FIG. 4 is a sectional view showing one embodiment of a dielectric filter according to the present invention.

FIG. 5 is a sectional view showing another embodiment of the dielectric filter according to the present invention.

FIG. 6 is a perspective view showing another embodiment of the dielectric filter component according to the present invention.

FIG. 7 is an explanatory view showing another manufacturing process of the dielectric filter component according to the present invention.

FIG. 8 is a perspective view of a dielectric filter component obtained thereby.

FIG. 9 is an explanatory diagram showing an example of interstage coupling adjustment.

FIG. 10 is an explanatory diagram showing another example of interstage coupling adjustment.

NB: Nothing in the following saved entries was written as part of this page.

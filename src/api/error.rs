// ==========================================
// 数据泵 - 调度层错误类型
// ==========================================
// 职责: 调度入口的错误类型
// 说明: 只有 Configuration 会以 Err 逃出调度器；
//       表级失败记录在报告的 errors 中
// ==========================================

use crate::exporter::error::ExportError;
use crate::importer::error::ImportError;
use crate::repository::error::RepositoryError;
use crate::workbook::error::WorkbookError;
use thiserror::Error;

/// 调度层错误类型
#[derive(Error, Debug)]
pub enum DataPumpError {
    /// 致命配置错误（注册表依赖环、无效默认时区等）
    #[error("配置错误: {0}")]
    Configuration(String),

    #[error("工作表未注册: {0}")]
    UnknownSheet(String),

    #[error("导入失败: {0}")]
    Import(#[from] ImportError),

    #[error("导出失败: {0}")]
    Export(#[from] ExportError),

    #[error("工作簿读写失败: {0}")]
    Workbook(#[from] WorkbookError),

    #[error("存储错误: {0}")]
    Repository(#[from] RepositoryError),
}

/// Result 类型别名
pub type DataPumpResult<T> = Result<T, DataPumpError>;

FIG. 11 is an explanatory view showing still another example of interstage coupling adjustment.

FIG. 12 is a front view and a sectional view showing another example of the dielectric filter.

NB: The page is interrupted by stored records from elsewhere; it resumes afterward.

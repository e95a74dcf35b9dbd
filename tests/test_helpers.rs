// ==========================================
// 测试辅助函数
// ==========================================
// 职责: 提供测试所需的数据库初始化、工作表构造、测试数据生成等功能
// ==========================================

#![allow(dead_code)]

use chrono::{DateTime, TimeZone, Utc};
use data_pump::db::init_base_schema;
use data_pump::{DataPump, DataPumpApi, RawSheet, SheetRow};
use rusqlite::{params, Connection};
use std::error::Error;
use tempfile::NamedTempFile;

/// 创建临时测试数据库并初始化基础表
///
/// # 返回
/// - NamedTempFile: 临时数据库文件（需要保持存活）
/// - String: 数据库文件路径
pub fn create_test_db() -> Result<(NamedTempFile, String), Box<dyn Error>> {
    let temp_file = NamedTempFile::new()?;
    let db_path = temp_file
        .path()
        .to_str()
        .ok_or("临时文件路径不是 UTF-8")?
        .to_string();

    let conn = Connection::open(&db_path)?;
    init_base_schema(&conn)?;

    Ok((temp_file, db_path))
}

/// 打开测试数据库连接
pub fn open_test_connection(db_path: &str) -> Result<Connection, Box<dyn Error>> {
    Ok(Connection::open(db_path)?)
}

/// 写入一条 global 配置
pub fn insert_test_config(conn: &Connection, key: &str, value: &str) -> Result<(), Box<dyn Error>> {
    conn.execute(
        "INSERT OR REPLACE INTO config_kv (scope_id, key, value) VALUES ('global', ?1, ?2)",
        params![key, value],
    )?;
    Ok(())
}

/// 测试使用的固定当前时刻
pub fn fixed_now() -> DateTime<Utc> {
    Utc.with_ymd_and_hms(2030, 1, 1, 12, 0, 0).unwrap()
}

/// 打开数据泵并固定当前时刻
pub async fn open_api(db_path: &str) -> DataPumpApi {
    open_api_at(db_path, fixed_now()).await
}

pub async fn open_api_at(db_path: &str, now: DateTime<Utc>) -> DataPumpApi {
    data_pump::logging::init_test();
    let api = DataPumpApi::open(db_path).await.expect("打开数据泵失败");
    DataPumpApi::new(api.context().clone().with_now(now))
}

/// 按表头顺序构造工作表（每行的值与表头逐位对应，空串即空单元格）
pub fn sheet(name: &str, headers: &[&str], rows: &[&[&str]]) -> RawSheet {
    let rows = rows
        .iter()
        .map(|values| {
            SheetRow::from_pairs(
                headers
                    .iter()
                    .zip(values.iter())
                    .map(|(h, v)| (h.to_string(), v.to_string())),
            )
        })
        .collect();
    RawSheet::new(name, headers.iter().map(|h| h.to_string()).collect(), rows)
}

/// 导出结果转回可导入的工作表
pub fn to_raw_sheet(pump: &DataPump) -> RawSheet {
    let rows = pump
        .data
        .iter()
        .map(|row| SheetRow::from_pairs(pump.column_headers.iter().cloned().zip(row.iter().cloned())))
        .collect();
    RawSheet::new(pump.sheet_name.clone(), pump.column_headers.clone(), rows)
}

// ==========================================
// 测试数据
// ==========================================

pub fn business_entities_sheet() -> RawSheet {
    sheet(
        "Business Entities",
        &["name", "type", "contactName", "contactEmail"],
        &[
            &["Acme", "owner", "Jordan Lee", "jordan@acme.com"],
            &["Keystone", "operator", "", ""],
        ],
    )
}

pub fn properties_sheet() -> RawSheet {
    sheet(
        "Properties",
        &["name", "displayName", "owner", "operator", "timeZone", "startDate", "inactiveFlag", "APN"],
        &[
            &["parkmerced", "Parkmerced", "Acme", "Keystone", "America/Los_Angeles", "3/15/2024", "FALSE", "1200"],
            &["lakeside", "Lakeside", "Acme", "", "America/Chicago", "", "", ""],
        ],
    )
}

pub fn amenities_sheet() -> RawSheet {
    sheet(
        "Amenities",
        &["name", "property", "category", "displayName"],
        &[
            &["Pool", "parkmerced", "property", "Pool"],
            &["Gym", "parkmerced", "building", "Gym"],
            &["Dock", "lakeside", "property", "Dock"],
        ],
    )
}

pub fn buildings_sheet() -> RawSheet {
    sheet(
        "Buildings",
        &["name", "displayName", "property", "amenities", "floorCount"],
        &[
            &["Tower A", "Tower A", "parkmerced", "Gym", "12"],
            &["Boathouse", "Boathouse", "lakeside", "", "2"],
        ],
    )
}

pub fn close_schedule_sheet() -> RawSheet {
    sheet(
        "Property Close Schedule",
        &["propertyName", "month", "year", "rollForwardDate"],
        &[
            &["parkmerced", "1", "2031", "1/20/2031"],
            &["parkmerced", "2", "2031", "2/20/2031"],
            &["lakeside", "6", "2031", "6/25/2031"],
        ],
    )
}

pub fn lease_templates_sheet() -> RawSheet {
    sheet(
        "Lease Templates",
        &["name", "category", "sandboxTemplateId", "prodTemplateId"],
        &[
            &["Standard", "Leasing", "SBX-1", "PRD-1"],
            &["Renewal", "Renewals", "", ""],
        ],
    )
}

pub fn teams_sheet() -> RawSheet {
    sheet(
        "Teams",
        &["name", "displayName", "module", "properties", "timeZone"],
        &[&["leasing-west", "Leasing West", "leasing", "parkmerced, lakeside", "America/Los_Angeles"]],
    )
}

pub fn employees_sheet() -> RawSheet {
    sheet(
        "Employees",
        &["userUniqueId", "registrationEmail", "fullName"],
        &[
            &["u-alex", "alex@example.com", "Alex Kim"],
            &["u-sam", "sam@example.com", "Sam Ortiz"],
        ],
    )
}

pub fn team_members_sheet() -> RawSheet {
    sheet(
        "Team Members",
        &["team", "userUniqueId", "roles"],
        &[
            &["leasing-west", "u-alex", "LA, LM"],
            &["leasing-west", "u-sam", "LA"],
        ],
    )
}

pub fn global_settings_sheet() -> RawSheet {
    sheet(
        "Global Settings",
        &[
            "communications\ncontactUsLink",
            "communications\nfooterNotice",
            "preferences\nhidePropertyLifestyles",
            "screening\noriginatorId",
        ],
        &[&["https://example.com/contact", "Acme Living", "FALSE", "42"]],
    )
}

pub fn property_groups_sheet() -> RawSheet {
    sheet(
        "Property Groups",
        &["name", "displayName", "owner"],
        &[&["west", "West Portfolio", "Acme"]],
    )
}

pub fn party_cohorts_sheet() -> RawSheet {
    sheet(
        "Party Cohorts",
        &["name", "description"],
        &[&["Students", ""], &["Families", "Multi-bedroom"]],
    )
}

pub fn property_settings_sheet() -> RawSheet {
    sheet(
        "Property Settings",
        &[
            "property",
            "appointment\nenableSelfServiceEdit",
            "appointment\neditUrl",
            "calendar\nteamSlotDuration",
            "marketing\ntags",
        ],
        &[
            &["parkmerced", "TRUE", "https://tours.example.com", "30", "pet friendly, downtown"],
            &["lakeside", "", "", "", ""],
        ],
    )
}

pub fn voice_messages_sheet() -> RawSheet {
    sheet(
        "Voice Messages",
        &["name", "afterHours"],
        &[&["default", "Office closed"]],
    )
}

pub fn sources_sheet() -> RawSheet {
    sheet(
        "Sources",
        &["name", "displayName", "type"],
        &[&["zillow", "Zillow", "ils"]],
    )
}

pub fn layouts_sheet() -> RawSheet {
    sheet(
        "Layouts",
        &["name", "property", "displayName", "inventoryType", "numBedrooms", "numBathrooms", "amenities"],
        &[&["Studio", "parkmerced", "Studio", "unit", "1", "1.5", "Gym"]],
    )
}

pub fn lease_names_sheet() -> RawSheet {
    sheet(
        "Lease Names",
        &["name", "property", "inventoryType"],
        &[&["Standard Lease", "parkmerced", "unit"]],
    )
}

pub fn lease_terms_sheet() -> RawSheet {
    sheet(
        "Lease Terms",
        &["leaseName", "property", "length", "period", "state"],
        &[&["Standard Lease", "parkmerced", "12", "month", "new, renewal"]],
    )
}

pub fn team_targets_sheet() -> RawSheet {
    sheet(
        "Team Targets",
        &["name", "month", "year", "salesTarget"],
        &[&["leasing-west", "1", "2031", "12"]],
    )
}

/// Rent 的附加费用指向后面一行的 Parking
pub fn fees_sheet() -> RawSheet {
    sheet(
        "Fees",
        &[
            "name",
            "property",
            "displayName",
            "feeType",
            "servicePeriod",
            "absolutePrice",
            "additionalFees",
            "quoteSectionName",
        ],
        &[
            &["Rent", "parkmerced", "Rent", "service", "month", "2500", "Parking", "inventory"],
            &["Parking", "parkmerced", "Parking", "service", "month", "150", "", "parking"],
            &["Unit Group Fee", "parkmerced", "Unit group", "inventoryGroup", "", "", "", ""],
            &["Application", "lakeside", "Application", "application", "oneTime", "50", "", ""],
        ],
    )
}

pub fn inventory_groups_sheet() -> RawSheet {
    sheet(
        "Inventory Groups",
        &["name", "property", "displayName", "inventoryType", "leaseName", "basePriceMonthly", "feeName", "amenities"],
        &[
            &["Studios", "parkmerced", "Studios", "unit", "Standard Lease", "2400", "Unit Group Fee", "Gym"],
            &["Slips", "lakeside", "Boat slips", "parking", "", "", "", ""],
        ],
    )
}

/// 101A 的父级房源在后面一行
pub fn inventory_sheet() -> RawSheet {
    sheet(
        "Inventory",
        &["name", "property", "building", "type", "inventoryGroup", "layout", "parentInventory", "floor"],
        &[
            &["101A", "parkmerced", "Tower A", "unit", "Studios", "Studio", "101", "1"],
            &["101", "parkmerced", "Tower A", "unit", "Studios", "Studio", "", "1"],
            &["S1", "lakeside", "Boathouse", "parking", "Slips", "", "", ""],
        ],
    )
}

pub fn concessions_sheet() -> RawSheet {
    sheet(
        "Concessions",
        &["name", "property", "displayName", "appliedToFees", "absoluteAdjustment", "recurringCount", "startDate", "endDate"],
        &[&["Move-in Special", "parkmerced", "Move-in special", "Rent, Parking", "-100", "1", "3/1/2031", "6/30/2031"]],
    )
}

pub fn team_member_targets_sheet() -> RawSheet {
    sheet(
        "Team Member Targets",
        &["team", "registrationEmail", "month", "year", "salesTarget", "leadsToSalesConv"],
        &[&["leasing-west", "alex@example.com", "1", "2031", "4", "25"]],
    )
}

/// 覆盖全部已注册工作表的完整工作簿（故意打乱顺序）
pub fn full_workbook() -> Vec<RawSheet> {
    vec![
        team_member_targets_sheet(),
        concessions_sheet(),
        inventory_sheet(),
        team_members_sheet(),
        buildings_sheet(),
        close_schedule_sheet(),
        inventory_groups_sheet(),
        amenities_sheet(),
        teams_sheet(),
        team_targets_sheet(),
        fees_sheet(),
        lease_templates_sheet(),
        layouts_sheet(),
        lease_terms_sheet(),
        lease_names_sheet(),
        properties_sheet(),
        property_settings_sheet(),
        employees_sheet(),
        sources_sheet(),
        voice_messages_sheet(),
        party_cohorts_sheet(),
        property_groups_sheet(),
        business_entities_sheet(),
        global_settings_sheet(),
    ]
}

FIG. 13 is a sectional view showing still another example of the dielectric filter.

FIG. 14 is a sectional view showing an example of a conventional dielectric filter.

FIG. 15 is a plan view showing a state where the lid is removed.

[Explanation of symbols]

 Reference Signs List 30 dielectric filter component 32 dielectric resonator 34 insulating material

──────────────────────────────────────────────────続 き Continued on the front page (72) Inventor Yutaka Ikeda 5-36-11 Shimbashi, Minato-ku, Tokyo Inside Fuji Electric Chemical Co., Ltd. (56) References JP-A-6-334413 (JP, A) JP 63-269802 (JP, A) Japanese Utility Model Application Hei 4-8501 (JP, U) (58) Fields investigated (Int. Cl. ⁷ , DB name) H01P 1/20 H01P 7/10 H01P 11/00

Claims (8)

(57) [Claims] 1. A dielectric filter component comprising a plurality of dielectric resonators arranged at predetermined intervals and molded integrally with an insulating material having a low dielectric constant and a low dielectric loss. 2. A method according to claim 1, wherein a plurality of dielectric resonators are arranged at predetermined intervals, and are integrally molded with an insulating material having a low dielectric constant and a low dielectric loss. A dielectric filter component having a shape in which a relief portion into which a coupling adjusting member can be inserted is formed in a molded insulating material. 3. The dielectric filter component according to claim 1, wherein a foaming resin is used as the insulating material. 4. A method in which a plurality of dielectric rods are juxtaposed at predetermined intervals and are integrated by molding using an insulating material having a low dielectric constant and a low dielectric loss. A method for manufacturing a dielectric filter component, comprising cutting in a direction perpendicular to an axis to a size corresponding to a thickness required for a dielectric resonator. 5. A dielectric filter in which the dielectric filter component according to claim 1, 2 or 3 is housed and fixed in a metal housing having an input / output antenna post. 6. A dielectric filter, wherein the dielectric filter component according to claim 1, 2 or 3 is housed and fixed in a metal housing having an input / output waveguide. 7. The dielectric filter according to claim 5, wherein a support base or a step portion is provided inside the case main body constituting the housing, and a dielectric filter component is mounted thereon and fixed with an adhesive. 8. A step portion is provided on an inner side wall of a case main body constituting a housing, and a dielectric filter component is mounted on the step portion,
7. The dielectric filter according to claim 5, wherein the lid is pressed and fixed via an upper cushion material.